Aujourd’hui, le fait que la justice estime les éléments suffisamment sérieux pour conduire à un procès constitue déjà un signal fort envoyé à l’industrie.
Le vrai coût d’une imprimante ne se trouve pas sur l’étiquette
Cette affaire rappelle une réalité souvent méconnue du grand public : une imprimante à 50 ou 60 euros peut finalement coûter beaucoup plus cher qu’un modèle vendu deux ou trois fois plus cher.
Depuis longtemps, certains constructeurs appliquent une stratégie simple : vendre l’imprimante à faible marge, voire à perte, puis réaliser l’essentiel des bénéfices sur les cartouches d’encre.

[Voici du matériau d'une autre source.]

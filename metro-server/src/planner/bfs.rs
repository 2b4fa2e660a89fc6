//! Fewest-stations search.
//!
//! Plain breadth-first search over the station graph. Stations are marked
//! visited when first enqueued, so each is expanded at most once, and the
//! search stops as soon as the destination is dequeued.

use std::collections::{HashMap, HashSet, VecDeque};

use tracing::trace;

use crate::graph::Graph;

/// Result of a breadth-first search.
#[derive(Debug, Clone, PartialEq)]
pub struct BfsPath {
    /// Stations from origin to destination inclusive.
    pub path: Vec<String>,
    /// Stations dequeued before the search stopped.
    pub settled: usize,
}

impl BfsPath {
    /// Number of hops along the path.
    pub fn hops(&self) -> usize {
        self.path.len().saturating_sub(1)
    }
}

/// Find a path from `origin` to `destination` with the fewest hops.
///
/// Returns `None` if either station is not in the graph or the destination
/// cannot be reached. When `origin == destination` the path is `[origin]`.
pub fn fewest_stations<'g>(
    graph: &'g Graph,
    origin: &'g str,
    destination: &'g str,
) -> Option<BfsPath> {
    if !graph.contains(origin) || !graph.contains(destination) {
        return None;
    }

    let mut queue: VecDeque<&str> = VecDeque::new();
    let mut visited: HashSet<&str> = HashSet::new();
    let mut predecessors: HashMap<&str, &str> = HashMap::new();
    let mut settled = 0;
    let mut found = false;

    visited.insert(origin);
    queue.push_back(origin);

    while let Some(station) = queue.pop_front() {
        settled += 1;

        if station == destination {
            found = true;
            break;
        }

        for edge in graph.edges(station) {
            let next = edge.to.as_str();
            if visited.insert(next) {
                predecessors.insert(next, station);
                queue.push_back(next);
            }
        }
    }

    if !found {
        trace!(origin, destination, settled, "BFS exhausted without reaching destination");
        return None;
    }

    let mut path = vec![destination.to_string()];
    let mut current = destination;
    while let Some(&previous) = predecessors.get(current) {
        path.push(previous.to_string());
        current = previous;
    }
    path.reverse();

    Some(BfsPath { path, settled })
}
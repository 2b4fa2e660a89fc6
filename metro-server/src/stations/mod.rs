//! Station directory: cities and their stations.
//!
//! Loaded once at startup from a JSON file. Stations can be listed directly
//! or derived from ordered line rosters.

mod directory;
mod error;
mod seed;

pub use directory::{CitySummary, StationDirectory};
pub use error::DirectoryError;
pub use seed::{LineRoster, apply_rosters, stations_from_rosters};
//! Severity levels.
//!
//! Totally ordered: Debug < Info < Warn < Error < Panic. Used both to tag
//! each record and to filter emission against a configured minimum.

pub mod severity;

pub use severity::*;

C’est ce qu’on appelle parfois le modèle du « rasoir et des lames ».
Le résultat est connu :
- cartouches très coûteuses ;
- remplacement fréquent des consommables ;
- incompatibilités avec les cartouches reconditionnées ou génériques ;
- réparations peu rentables ;
- renouvellement prématuré des équipements.
À l’inverse, des modèles un peu plus haut de gamme, notamment ceux équipés de réservoirs rechargeables (type EcoTank, MegaTank ou équivalent), demandent un investissement initial plus important mais affichent souvent un coût à la page bien plus faible sur plusieurs années.
Acheter moins cher… ou payer moins cher ?
Dans une démarche de sobriété numérique, la bonne question n’est pas : « Combien coûte l’imprimante ? »
La bonne question est : « Combien va-t-elle me coûter sur cinq ans ? »
Prenons un exemple simple :
- Imprimante d’entrée de gamme : 60 €
- Cartouches remplacées plusieurs fois par an
- Dépense totale sur 5 ans : plusieurs centaines d’euros
Face à elle :
- Imprimante à réservoir rechargeable : 200 à 300 €
- Encre achetée en bouteilles
- Coût d’utilisation nettement inférieur sur la durée
Le calcul est souvent surprenant pour les particuliers comme pour les professionnels.
Un enjeu environnemental majeur
Chaque imprimante remplacée prématurément représente :
- des matières premières extraites ;
- de l’énergie consommée pour la fabrication ;
- du transport ;
- des déchets électroniques supplémentaires.
Dans le monde du réemploi et du reconditionnement, nous constatons régulièrement que des appareils techniquement fonctionnels sont abandonnés pour des raisons purement logicielles ou économiques : coût excessif des consommables, messages bloquants ou réparations rendues peu attractives.
C’est précisément ce type de mécanisme que les associations comme HOP cherchent à mettre en lumière.
Une bonne nouvelle pour le droit à réparer
Au-delà du cas Epson, cette procédure marque une étape importante pour la reconnaissance du droit à réparer, à réutiliser et à prolonger la durée de vie des équipements numériques.
Elle rappelle également qu’un achat responsable ne consiste pas seulement à recycler en fin de vie, mais aussi à choisir dès le départ des équipements conçus pour durer.
Pour les particuliers, les collectivités, les associations et les entreprises, le message est clair : privilégier la qualité, la réparabilité et le coût d’usage réel est souvent plus économique que de céder aux sirènes du matériel « premier prix ».
Et si cette affaire permet à davantage de consommateurs de regarder au-delà du prix affiché en rayon, alors elle aura déjà produit un effet positif bien avant le verdict final.